## Directions for this task
Search the entries for the word "event" and copy each line that has it.

## Given records
== Segment start ==
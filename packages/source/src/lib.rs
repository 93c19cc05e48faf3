#![cfg_attr(feature = "fail-on-warnings", deny(warnings))]
#![warn(clippy::all, clippy::pedantic, clippy::nursery, clippy::cargo)]
#![allow(clippy::multiple_crate_versions, clippy::cargo_common_metadata)]

//! Shared plumbing for upstream data providers.
//!
//! Every provider fetch goes through the helpers in this crate:
//!
//! - [`retry`]: bounded retry loops, including fail-over across mirrored
//!   hosts.
//! - [`deadline`]: per-call timeouts composed with an optional caller
//!   [`deadline::CancelSignal`].
//! - [`cache`]: TTL-bounded snapshot caches with atomic replace-on-refresh
//!   and stale reads.
//! - [`service_registry`]: compile-time embedded service configurations.

pub mod cache;
pub mod deadline;
pub mod retry;
pub mod service_registry;

use std::time::Duration;

/// Errors that can occur while talking to an upstream provider.
#[derive(Debug, thiserror::Error)]
pub enum SourceError {
    /// HTTP request failed.
    #[error("HTTP request failed: {0}")]
    Http(#[from] reqwest::Error),

    /// JSON parsing failed.
    #[error("JSON parse error: {0}")]
    Json(#[from] serde_json::Error),

    /// The provider answered with a non-success status.
    #[error("HTTP {status} from {url}")]
    Status {
        /// Response status code.
        status: u16,
        /// Requested URL.
        url: String,
    },

    /// The response could not be normalized into a signal record.
    #[error("Normalization error: {message}")]
    Normalization {
        /// Description of what went wrong.
        message: String,
    },

    /// The call did not finish within its deadline.
    #[error("timed out after {0:?}")]
    Timeout(Duration),

    /// The caller cancelled the request.
    #[error("cancelled by caller")]
    Cancelled,
}

impl SourceError {
    /// Shorthand for a [`SourceError::Normalization`] error.
    #[must_use]
    pub fn normalization(message: impl Into<String>) -> Self {
        Self::Normalization {
            message: message.into(),
        }
    }
}

/// Builds the shared HTTP client used by every provider.
///
/// # Errors
///
/// Returns [`SourceError::Http`] if the TLS backend cannot be initialised.
pub fn build_client(user_agent: &str, timeout: Duration) -> Result<reqwest::Client, SourceError> {
    Ok(reqwest::Client::builder()
        .user_agent(user_agent)
        .timeout(timeout)
        .build()?)
}
#[cfg(test)]
mod tests {
    use backcountry_signal_models::{
        AirQualitySignal, AlertsSignal, AvalancheSignal, FireRiskSignal, HistoricalComparison,
        OfficialAlert, PrecipitationSignal, SnowpackSignal, WeatherRecord,
    };
    use chrono::{DateTime, TimeZone as _, Utc};

    use super::*;

    fn now() -> DateTime<Utc> {
        Utc.with_ymd_and_hms(2025, 2, 3, 15, 0, 0).unwrap()
    }

    fn run(
        block: fn(&SafetySignals<'_>, &mut FactorLog),
        weather: &WeatherRecord,
        avalanche: &AvalancheSignal,
        snowpack: &SnowpackSignal,
        alerts: &AlertsSignal,
        start_offset_hours: i64,
    ) -> Vec<(String, u32)> {
        let precipitation = PrecipitationSignal {
            status: SignalStatus::Unavailable,
            source: backcountry_signal_models::PrecipitationSource::Fallback,
            fallback_mode: true,
            fetched_at: None,
            rain: zero_windows(),
            snow: zero_windows(),
        };
        let signals = SafetySignals {
            now: now(),
            selected_start: now() + Duration::hours(start_offset_hours),
            travel_window_hours: 6,
            weather,
            avalanche,
            precipitation: &precipitation,
            snowpack,
            alerts,
            air_quality: &AirQualitySignal::default(),
            fire: &FireRiskSignal::default(),
        };
        let mut log = FactorLog::default();
        block(&signals, &mut log);
        log.into_inner()
            .into_iter()
            .map(|f| (f.hazard, f.impact_points))
            .collect()
    }

    fn zero_windows() -> backcountry_signal_models::PrecipitationWindows {
        let window = |hours| backcountry_signal_models::AccumulationWindow {
            anchor: now(),
            window_hours: hours,
            total: Some(0.0),
        };
        backcountry_signal_models::PrecipitationWindows {
            past_12h: window(12),
            past_24h: window(24),
            past_48h: window(48),
            ahead: window(6),
        }
    }

    fn avalanche_level(level: Option<u8>, mode: ZoneMatchMode) -> AvalancheSignal {
        AvalancheSignal {
            status: SignalStatus::Ok,
            zone_name: Some("Front Range".to_string()),
            match_mode: mode,
            danger_level: level,
            fallback_distance_km: (mode == ZoneMatchMode::Nearest).then_some(12.0),
            ..AvalancheSignal::default()
        }
    }

    fn run_avalanche(avalanche: &AvalancheSignal, snowpack: &SnowpackSignal) -> Vec<(String, u32)> {
        run(
            super::avalanche,
            &WeatherRecord::default(),
            avalanche,
            snowpack,
            &AlertsSignal::default(),
            0,
        )
    }

    #[test]
    fn avalanche_danger_tiers() {
        let none = SnowpackSignal::default();
        let points = |level| {
            run_avalanche(&avalanche_level(Some(level), ZoneMatchMode::Polygon), &none)
                .first()
                .map_or(0, |f| f.1)
        };
        assert_eq!(points(5), 52);
        assert_eq!(points(4), 52);
        assert_eq!(points(3), 34);
        assert_eq!(points(2), 15);
        assert_eq!(points(1), 0);
    }

    #[test]
    fn nearest_zone_adds_uncertainty() {
        let factors = run_avalanche(
            &avalanche_level(Some(3), ZoneMatchMode::Nearest),
            &SnowpackSignal::default(),
        );
        assert_eq!(
            factors,
            vec![
                ("Avalanche".to_string(), 34),
                ("Avalanche uncertainty".to_string(), 6)
            ]
        );
    }

    #[test]
    fn unrated_and_out_of_window_bulletins() {
        let unrated = run_avalanche(
            &avalanche_level(None, ZoneMatchMode::Polygon),
            &SnowpackSignal::default(),
        );
        assert_eq!(unrated, vec![("Avalanche uncertainty".to_string(), 10)]);

        let stale = AvalancheSignal {
            status: SignalStatus::NoneForSelectedStart,
            ..AvalancheSignal::default()
        };
        assert_eq!(
            run_avalanche(&stale, &SnowpackSignal::default()),
            vec![("Avalanche uncertainty".to_string(), 12)]
        );
    }

    #[test]
    fn snowpack_without_forecast() {
        let deep = SnowpackSignal {
            status: SignalStatus::Ok,
            snow_water_equivalent_in: Some(1.0),
            comparison: Some(HistoricalComparison {
                status: HistoricalStatus::AboveAverage,
                ..HistoricalComparison::default()
            }),
            ..SnowpackSignal::default()
        };
        let unavailable = AvalancheSignal::unavailable();
        assert_eq!(
            run_avalanche(&unavailable, &deep),
            vec![("Avalanche uncertainty".to_string(), 15)]
        );

        let off_season = AvalancheSignal {
            status: SignalStatus::OffSeason,
            ..AvalancheSignal::default()
        };
        assert!(run_avalanche(&off_season, &deep).is_empty());
    }

    #[test]
    fn lead_time_tiers() {
        let weather = WeatherRecord::default();
        let lead = |hours| {
            run(
                lead_time,
                &weather,
                &AvalancheSignal::default(),
                &SnowpackSignal::default(),
                &AlertsSignal::default(),
                hours,
            )
        };
        assert!(lead(48).is_empty());
        assert_eq!(lead(96), vec![("Forecast lead time".to_string(), 6)]);
        assert_eq!(lead(130), vec![("Forecast lead time".to_string(), 10)]);
    }

    #[test]
    fn only_alerts_valid_at_start_count() {
        let alerts = AlertsSignal {
            status: SignalStatus::Ok,
            alerts: vec![
                OfficialAlert {
                    event: "Winter Storm Warning".to_string(),
                    headline: None,
                    severity: AlertSeverity::Severe,
                    onset: Some(now() - Duration::hours(2)),
                    expires: Some(now() + Duration::hours(10)),
                    sender: None,
                },
                OfficialAlert {
                    event: "Wind Advisory".to_string(),
                    headline: None,
                    severity: AlertSeverity::Moderate,
                    onset: None,
                    expires: Some(now() - Duration::hours(1)),
                    sender: None,
                },
            ],
        };
        let factors = run(
            super::alerts,
            &WeatherRecord::default(),
            &AvalancheSignal::default(),
            &SnowpackSignal::default(),
            &alerts,
            0,
        );
        assert_eq!(factors, vec![("Winter Storm Warning".to_string(), 18)]);
    }

    #[test]
    fn cold_and_heat_thresholds() {
        let point = |feels: f64| WeatherPoint {
            apparent_temperature_f: Some(feels),
            ..WeatherPoint::default()
        };
        let record = |current: WeatherPoint, trend: Vec<WeatherPoint>| WeatherRecord {
            status: SignalStatus::Ok,
            current,
            trend,
            ..WeatherRecord::default()
        };
        let eval = |block: fn(&SafetySignals<'_>, &mut FactorLog), weather: &WeatherRecord| {
            run(
                block,
                weather,
                &AvalancheSignal::default(),
                &SnowpackSignal::default(),
                &AlertsSignal::default(),
                0,
            )
        };

        let frigid = record(point(-25.0), vec![point(-5.0); 4]);
        assert_eq!(
            eval(cold, &frigid),
            vec![("Cold".to_string(), 18), ("Cold".to_string(), 6)]
        );
        assert!(eval(heat, &frigid).is_empty());

        let hot = record(point(92.0), vec![point(95.0); 2]);
        assert_eq!(eval(heat, &hot), vec![("Heat".to_string(), 10)]);
    }

    #[test]
    fn tier_tables() {
        assert_eq!(at_least(45.0, TREND_WIND), 20);
        assert_eq!(at_least(44.9, TREND_WIND), 12);
        assert_eq!(at_least(10.0, TREND_WIND), 0);
        assert_eq!(at_most(-10.0, COLD), 12);
        assert_eq!(at_most(1.0, COLD), 0);
    }
}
== Segment end ==
## Written reply
                    event: "Winter Storm Warning".to_string(),
                    event: "Wind Advisory".to_string(),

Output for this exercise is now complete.